CT135 mediates the resistance of Chlamydia trachomatis to primate interferon gamma stimulated immune defenses
Mark C. Fernandez,
Yvonne Cosgrove Sweeney,
Robert J. Suchland,
Steven J. Carrell,
Olusegun O. Soge,
Isabelle Q. Phan,
Daniel D. Rockey,
Dorothy L. Patton,
Kevin Hybiske
Affiliations
Mark C. Fernandez
Department of Global Health, University of Washington, Seattle, WA 98109, USA; Center for Emerging and Re-emerging Infectious Diseases, University of Washington, Seattle, WA 98109, USA
Yvonne Cosgrove Sweeney
Department of Obstetrics and Gynecology, University of Washington, Seattle, WA 98109, USA
Robert J. Suchland
Department of Medicine, University of Washington, Seattle, WA 98109, USA
Steven J. Carrell
Department of Biomedical Sciences, Oregon State University, Corvallis, OR 97331, USA
Olusegun O. Soge
Department of Global Health, University of Washington, Seattle, WA 98109, USA; Department of Medicine, University of Washington, Seattle, WA 98109, USA
Isabelle Q. Phan
Seattle Structural Genomics Center for Infectious Disease, Seattle, WA 98109, USA; Center for Global Infectious Disease Research, Seattle Children’s Hospital, Seattle, WA 98109, USA
Daniel D. Rockey
Department of Biomedical Sciences, Oregon State University, Corvallis, OR 97331, USA
Dorothy L. Patton
Department of Obstetrics and Gynecology, University of Washington, Seattle, WA 98109, USA
Kevin Hybiske
Center for Emerging and Re-emerging Infectious Diseases, University of Washington, Seattle, WA 98109, USA; Department of Medicine, University of Washington, Seattle, WA 98109, USA; Corresponding author
Summary: Evading host innate immune defenses is a critical feature of Chlamydia trachomatis infections, and the mechanisms used by C. trachomatis to subvert these pathways are incompletely understood.
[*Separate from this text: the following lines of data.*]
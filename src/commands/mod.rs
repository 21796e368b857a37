pub mod client;
pub mod dbsize;
pub mod del;
pub mod executable;
pub mod exists;
pub mod keys;
pub mod lindex;
pub mod linsert;
pub mod llen;
pub mod lpop;
pub mod lpos;
pub mod lpush;
pub mod lrange;
pub mod memory;
pub mod object;
pub mod ping;
pub mod rpop;
pub mod rpush;
pub mod select;
pub mod type_;

use bytes::Bytes;
use std::{str, vec};
use thiserror::Error as ThisError;

use crate::commands::executable::Executable;
use crate::frame::Frame;
use crate::store::Store;
use crate::Error;

use client::Client;
use dbsize::DBSize;
use del::Del;
use exists::Exists;
use keys::Keys;
use lindex::Lindex;
use linsert::Linsert;
use llen::Llen;
use lpop::Lpop;
use lpos::Lpos;
use lpush::Lpush;
use lrange::Lrange;
use memory::Memory;
use object::Object;
use ping::Ping;
use rpop::Rpop;
use rpush::Rpush;
use select::Select;
use type_::Type;

#[derive(Debug, PartialEq)]
pub enum Command {
    DBsize(DBSize),
    Del(Del),
    Exists(Exists),
    Keys(Keys),
    Lindex(Lindex),
    Linsert(Linsert),
    Llen(Llen),
    Lpop(Lpop),
    Lpos(Lpos),
    Lpush(Lpush),
    Lrange(Lrange),
    Memory(Memory),
    Object(Object),
    Rpop(Rpop),
    Rpush(Rpush),
    Type(Type),

    Client(Client),
    Ping(Ping),
    Select(Select),
}

impl Executable for Command {
    fn exec(self, store: Store) -> Result<Frame, Error> {
        match self {
            Command::Client(cmd) => cmd.exec(store),
            Command::DBsize(cmd) => cmd.exec(store),
            Command::Del(cmd) => cmd.exec(store),
            Command::Exists(cmd) => cmd.exec(store),
            Command::Keys(cmd) => cmd.exec(store),
            Command::Lindex(cmd) => cmd.exec(store),
            Command::Linsert(cmd) => cmd.exec(store),
            Command::Llen(cmd) => cmd.exec(store),
            Command::Lpop(cmd) => cmd.exec(store),
            Command::Lpos(cmd) => cmd.exec(store),
            Command::Lpush(cmd) => cmd.exec(store),
            Command::Lrange(cmd) => cmd.exec(store),
            Command::Memory(cmd) => cmd.exec(store),
            Command::Object(cmd) => cmd.exec(store),
            Command::Ping(cmd) => cmd.exec(store),
            Command::Rpop(cmd) => cmd.exec(store),
            Command::Rpush(cmd) => cmd.exec(store),
            Command::Select(cmd) => cmd.exec(store),
            Command::Type(cmd) => cmd.exec(store),
        }
    }
}

impl TryFrom<Frame> for Command {
    type Error = Error;

    fn try_from(frame: Frame) -> Result<Self, Self::Error> {
        // Clients send commands to the Redis server as RESP arrays.
        let frames = match frame {
            Frame::Array(array) => array,
            frame => {
                return Err(CommandParserError::InvalidFrame {
                    expected: "array".to_string(),
                    actual: frame,
                }
                .into())
            }
        };

        let parser = &mut CommandParser {
            parts: frames.into_iter(),
        };

        let command_name = parser.parse_command_name()?;

        match &command_name[..] {
            "client" => Client::try_from(parser).map(Command::Client),
            "dbsize" => DBSize::try_from(parser).map(Command::DBsize),
            "del" => Del::try_from(parser).map(Command::Del),
            "exists" => Exists::try_from(parser).map(Command::Exists),
            "keys" => Keys::try_from(parser).map(Command::Keys),
            "lindex" => Lindex::try_from(parser).map(Command::Lindex),
            "linsert" => Linsert::try_from(parser).map(Command::Linsert),
            "llen" => Llen::try_from(parser).map(Command::Llen),
            "lpop" => Lpop::try_from(parser).map(Command::Lpop),
            "lpos" => Lpos::try_from(parser).map(Command::Lpos),
            "lpush" => Lpush::try_from(parser).map(Command::Lpush),
            "lrange" => Lrange::try_from(parser).map(Command::Lrange),
            "memory" => Memory::try_from(parser).map(Command::Memory),
            "object" => Object::try_from(parser).map(Command::Object),
            "ping" => Ping::try_from(parser).map(Command::Ping),
            "rpop" => Rpop::try_from(parser).map(Command::Rpop),
            "rpush" => Rpush::try_from(parser).map(Command::Rpush),
            "select" => Select::try_from(parser).map(Command::Select),
            "type" => Type::try_from(parser).map(Command::Type),
            _ => Err(CommandParserError::UnknownCommand {
                command: command_name,
            }
            .into()),
        }
    }
}

pub struct CommandParser {
    parts: vec::IntoIter<Frame>,
}

impl CommandParser {
    fn parse_command_name(&mut self) -> Result<String, CommandParserError> {
        let command_name = self
            .parts
            .next()
            .ok_or(CommandParserError::EndOfStream)?;

        match command_name {
            Frame::Simple(s) => Ok(s.to_lowercase()),
            Frame::Bulk(bytes) => str::from_utf8(&bytes[..])
                .map(|s| s.to_lowercase())
                .map_err(CommandParserError::InvalidUTF8String),
            frame => Err(CommandParserError::InvalidFrame {
                expected: "simple string".to_string(),
                actual: frame,
            }),
        }
    }

    fn next_string(&mut self) -> Result<String, CommandParserError> {
        let frame = self.parts.next().ok_or(CommandParserError::EndOfStream)?;

        match frame {
            // Both `Simple` and `Bulk` representation may be strings. Strings are parsed to UTF-8.
            // While errors are stored as strings, they are considered separate types.
            Frame::Simple(s) => Ok(s),
            Frame::Bulk(bytes) => str::from_utf8(&bytes[..])
                .map(|s| s.to_string())
                .map_err(CommandParserError::InvalidUTF8String),
            frame => Err(CommandParserError::InvalidFrame {
                expected: "simple or bulk string".to_string(),
                actual: frame,
            }),
        }
    }

    fn next_integer(&mut self) -> Result<i64, CommandParserError> {
        let frame = self.parts.next().ok_or(CommandParserError::EndOfStream)?;

        match frame {
            Frame::Integer(i) => Ok(i),
            Frame::Simple(string) => {
                string
                    .parse::<i64>()
                    .map_err(|_| CommandParserError::InvalidFrame {
                        expected: "parseable i64 frame".to_string(),
                        actual: Frame::Simple(string),
                    })
            }
            Frame::Bulk(bytes) => str::from_utf8(&bytes[..])
                .map_err(CommandParserError::InvalidUTF8String)?
                .parse::<i64>()
                .map_err(|_| CommandParserError::InvalidFrame {
                    expected: "parseable i64 frame".to_string(),
                    actual: Frame::Bulk(bytes),
                }),
            frame => Err(CommandParserError::InvalidFrame {
                expected: "integer".to_string(),
                actual: frame,
            }),
        }
    }

    /// List elements are binary safe, so they are taken as raw bytes.
    fn next_bytes(&mut self) -> Result<Bytes, CommandParserError> {
        let frame = self.parts.next().ok_or(CommandParserError::EndOfStream)?;

        match frame {
            Frame::Simple(s) => Ok(Bytes::from(s)),
            Frame::Bulk(bytes) => Ok(bytes),
            frame => Err(CommandParserError::InvalidFrame {
                expected: "simple or bulk string".to_string(),
                actual: frame,
            }),
        }
    }

    /// Fails if any argument is left over once a command has taken everything it accepts.
    fn finish(&mut self, command: &str) -> Result<(), CommandParserError> {
        match self.next_bytes() {
            Err(CommandParserError::EndOfStream) => Ok(()),
            Ok(extra) => Err(CommandParserError::InvalidCommandArgument {
                command: command.to_string(),
                argument: String::from_utf8_lossy(&extra).into_owned(),
            }),
            Err(err) => Err(err),
        }
    }

    /// Collects every remaining argument, requiring at least one.
    fn remaining_bytes(&mut self) -> Result<Vec<Bytes>, CommandParserError> {
        let mut values = vec![];

        loop {
            match self.next_bytes() {
                Ok(value) => values.push(value),
                Err(CommandParserError::EndOfStream) if !values.is_empty() => break,
                Err(err) => return Err(err),
            }
        }

        Ok(values)
    }
}

#[derive(Debug, ThisError, PartialEq)]
pub(crate) enum CommandParserError {
    #[error("protocol error; invalid frame, expected {expected}, got {actual}")]
    InvalidFrame { expected: String, actual: Frame },
    #[error("protocol error; unknown command {command}")]
    UnknownCommand { command: String },
    #[error("protocol error; invalid command argument {command} {argument}")]
    InvalidCommandArgument { command: String, argument: String },
    #[error("protocol error; invalid UTF-8 string")]
    InvalidUTF8String(#[from] str::Utf8Error),
    #[error("protocol error; attempting to extract a value failed due to the frame being fully consumed")]
    EndOfStream,
}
We screened a library of chimeric C. trachomatis mutants for genetic factors important for interference with cell-autonomous immune defenses. Mutant strains with predicted truncations of the inclusion membrane protein CT135 were susceptible to interferon gamma-activated immunity in human cells. CT135 functions to prevent host-driven recruitment of ubiquitin and p62/SQSTM to the inclusion membrane. In a nonhuman primate model of C. trachomatis infection, a CT135-deficient strain was rapidly cleared, highlighting the importance of this virulence factor for C. trachomatis pathogenesis. Analysis of CT135 phenotypes in primary macaque cells revealed that cell-autonomous immune defenses against C. trachomatis are conserved between humans and nonhuman primates and connects mechanistic findings with in vivo infection outcomes.